§ How to complete this task: The answer should be one number only, namely how many lines of the records hold the word "Mark".

§ Material to process:
# # # # #

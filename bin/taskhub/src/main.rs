//! `taskhub` — the TaskHub CLI client.
//!
//! Talks to a `taskhubd` instance; the server URL comes from `--server`,
//! the `TASKHUB_SERVER` environment variable, or `~/.taskhub/config.toml`.

mod api;
mod config;
mod render;
mod state;
mod view;

use clap::{Parser, Subcommand};

use api::ApiClient;
use config::ClientConfig;
use state::{Action, SessionStore};
use taskhub_tasks::model::Priority;
use view::{Filter, SortKey, TaskForm};

/// TaskHub CLI tool.
#[derive(Parser, Debug)]
#[command(name = "taskhub", about = "TaskHub CLI client")]
struct Cli {
    /// Path to client config file (default: ~/.taskhub/config.toml).
    #[arg(long = "config", global = true)]
    config: Option<String>,

    /// Server URL (overrides config and environment).
    #[arg(long = "server", global = true)]
    server: Option<String>,

    /// Output format: table or json.
    #[arg(long = "output", short = 'o', global = true, default_value = "table")]
    output: String,

    #[command(subcommand)]
    command: Commands,
}

#[derive(Subcommand, Debug)]
enum Commands {
    /// List tasks.
    List {
        /// Show all, active, or completed tasks.
        #[arg(long, default_value = "all")]
        filter: String,
        /// Order: newest, oldest, priority, or title.
        #[arg(long, default_value = "newest")]
        sort: String,
    },

    /// Show a single task.
    Get { id: String },

    /// Create a task.
    Add {
        title: String,
        #[arg(long, short = 'd')]
        description: Option<String>,
        /// low, medium, or high (default: medium).
        #[arg(long, short = 'p')]
        priority: Option<String>,
    },

    /// Edit a task. Only the given fields are sent; the server merges.
    Edit {
        id: String,
        #[arg(long)]
        title: Option<String>,
        #[arg(long)]
        description: Option<String>,
        #[arg(long)]
        priority: Option<String>,
    },

    /// Mark a task completed.
    Done { id: String },

    /// Mark a task active again.
    Undone { id: String },

    /// Delete a task.
    Rm {
        id: String,
        /// Skip confirmation.
        #[arg(long = "yes", short = 'y')]
        yes: bool,
    },

    /// Aggregate statistics over all tasks.
    Stats,

    /// Manage the configured server URL.
    Server {
        #[command(subcommand)]
        action: ServerAction,
    },

    /// Check server connectivity.
    Status,

    /// Show version.
    Version,
}

#[derive(Subcommand, Debug)]
enum ServerAction {
    /// Set the server URL in the config file.
    Set { url: String },
    /// Show the resolved server URL.
    Show,
}

fn parse_priority(s: &str) -> anyhow::Result<Priority> {
    Priority::from_str(s)
        .ok_or_else(|| anyhow::anyhow!("unknown priority '{}' (expected low, medium, or high)", s))
}

/// Fetch the full list into the session store.
fn fetch_all(client: &ApiClient, store: &mut SessionStore) -> anyhow::Result<()> {
    store.dispatch(Action::FetchStarted);
    match client.list_tasks() {
        Ok(tasks) => {
            store.dispatch(Action::FetchSucceeded(tasks));
            Ok(())
        }
        Err(e) => {
            store.dispatch(Action::FetchFailed(e.to_string()));
            anyhow::bail!("{e}")
        }
    }
}

fn main() -> anyhow::Result<()> {
    let cli = Cli::parse();
    let json_output = cli.output == "json";

    let config_path = cli
        .config
        .as_deref()
        .map(std::path::PathBuf::from)
        .unwrap_or_else(ClientConfig::default_path);
    let config = ClientConfig::load(&config_path)?;

    let server_url = cli.server.clone().unwrap_or_else(|| config.resolve_server());

    match cli.command {
        Commands::List { filter, sort } => {
            let filter = Filter::from_str(&filter)
                .ok_or_else(|| anyhow::anyhow!("unknown filter '{}'", filter))?;
            let sort = SortKey::from_str(&sort)
                .ok_or_else(|| anyhow::anyhow!("unknown sort '{}'", sort))?;

            let client = ApiClient::new(&server_url)?;
            let mut store = SessionStore::new();
            fetch_all(&client, &mut store)?;

            let visible = view::visible_tasks(&store.state().tasks, filter, sort);
            render::print_tasks(&visible, json_output)?;
        }

        Commands::Get { id } => {
            let client = ApiClient::new(&server_url)?;
            let task = client.get_task(&id)?;
            render::print_task(&task, json_output)?;
        }

        Commands::Add {
            title,
            description,
            priority,
        } => {
            let mut form = TaskForm::create();
            form.title = title;
            form.description = description.unwrap_or_default();
            if let Some(p) = priority.as_deref() {
                form.priority = parse_priority(p)?;
            }

            // Client-side validation blocks the request entirely.
            if let Err(errors) = form.validate() {
                anyhow::bail!("invalid task: {}", errors.join("; "));
            }

            let client = ApiClient::new(&server_url)?;
            let mut store = SessionStore::new();
            match client.create_task(&form.to_create_request()) {
                Ok(task) => {
                    store.dispatch(Action::TaskCreated(task.clone()));
                    form.reset();
                    println!("Task created.");
                    render::print_task(&task, json_output)?;
                }
                Err(e) => {
                    store.dispatch(Action::MutationFailed(e.to_string()));
                    anyhow::bail!("{e}");
                }
            }
        }

        Commands::Edit {
            id,
            title,
            description,
            priority,
        } => {
            let client = ApiClient::new(&server_url)?;
            let original = client.get_task(&id)?;

            let mut store = SessionStore::new();
            store.dispatch(Action::FetchSucceeded(vec![original.clone()]));
            store.dispatch(Action::EditStarted(id.clone()));

            let mut form = TaskForm::edit(&original);
            if let Some(t) = title {
                form.title = t;
            }
            if let Some(d) = description {
                form.description = d;
            }
            if let Some(p) = priority.as_deref() {
                form.priority = parse_priority(p)?;
            }

            if let Err(errors) = form.validate() {
                anyhow::bail!("invalid task: {}", errors.join("; "));
            }

            let changed = form.changed_fields(&original);
            match client.update_task(&id, &changed) {
                Ok(task) => {
                    store.dispatch(Action::TaskUpdated(task.clone()));
                    store.dispatch(Action::EditFinished);
                    println!("Task updated.");
                    render::print_task(&task, json_output)?;
                }
                Err(e) => {
                    store.dispatch(Action::MutationFailed(e.to_string()));
                    anyhow::bail!("{e}");
                }
            }
        }

        Commands::Done { id } => {
            let client = ApiClient::new(&server_url)?;
            let task = client.set_completed(&id, true)?;
            println!("Task completed.");
            render::print_task(&task, json_output)?;
        }

        Commands::Undone { id } => {
            let client = ApiClient::new(&server_url)?;
            let task = client.set_completed(&id, false)?;
            println!("Task reopened.");
            render::print_task(&task, json_output)?;
        }

        Commands::Rm { id, yes } => {
            if !yes {
                eprint!("Delete task {}? [y/N]: ", id);
                let mut s = String::new();
                std::io::stdin().read_line(&mut s)?;
                if !s.trim().eq_ignore_ascii_case("y") {
                    println!("Cancelled.");
                    return Ok(());
                }
            }

            let client = ApiClient::new(&server_url)?;
            let mut store = SessionStore::new();
            match client.delete_task(&id) {
                Ok(removed) => {
                    store.dispatch(Action::TaskDeleted(id));
                    println!("Task deleted.");
                    render::print_task(&removed, json_output)?;
                }
                Err(e) => {
                    store.dispatch(Action::MutationFailed(e.to_string()));
                    anyhow::bail!("{e}");
                }
            }
        }

        Commands::Stats => {
            let client = ApiClient::new(&server_url)?;
            let mut store = SessionStore::new();
            fetch_all(&client, &mut store)?;

            let today = chrono::Local::now().date_naive();
            let stats = view::stats(&store.state().tasks, today);
            render::print_stats(&stats, json_output)?;
        }

        Commands::Server { action } => match action {
            ServerAction::Set { url } => {
                let mut config = config;
                config.server = url.trim_end_matches('/').to_string();
                config.save(&config_path)?;
                println!("Server set to {}.", config.server);
            }
            ServerAction::Show => {
                println!("{}", server_url);
            }
        },

        Commands::Status => {
            println!("Server:    {}", server_url);
            let client = ApiClient::new(&server_url)?;
            match client.health() {
                Ok(()) => println!("Status:    connected"),
                Err(e) => println!("Status:    disconnected ({})", e),
            }
        }

        Commands::Version => {
            println!("taskhub cli v{}", env!("CARGO_PKG_VERSION"));
        }
    }

    Ok(())
}
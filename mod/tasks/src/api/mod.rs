mod tasks;

use std::sync::Arc;

use axum::Router;

use crate::store::TaskStore;

/// Build the tasks module router.
///
/// Routes (nested under `/api` by the server binary):
/// - `GET    /tasks`       — list all tasks, newest first
/// - `POST   /tasks`       — create task
/// - `GET    /tasks/{id}`  — get one task
/// - `PUT    /tasks/{id}`  — partial update (merge semantics)
/// - `DELETE /tasks/{id}`  — delete task
pub fn router(store: Arc<TaskStore>) -> Router {
    tasks::router(store)
}
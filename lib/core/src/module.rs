use axum::Router;

/// A service module that contributes HTTP routes.
///
/// Each domain module implements this trait to register its API endpoints.
/// The binary entry point collects all modules and nests their routes under
/// the API prefix.
pub trait Module: Send + Sync {
    /// Module name, used for logging.
    fn name(&self) -> &str;

    /// Return the module's routes, to be nested under the API prefix.
    fn routes(&self) -> Router;
}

# # # # #

§ Exercise output: 2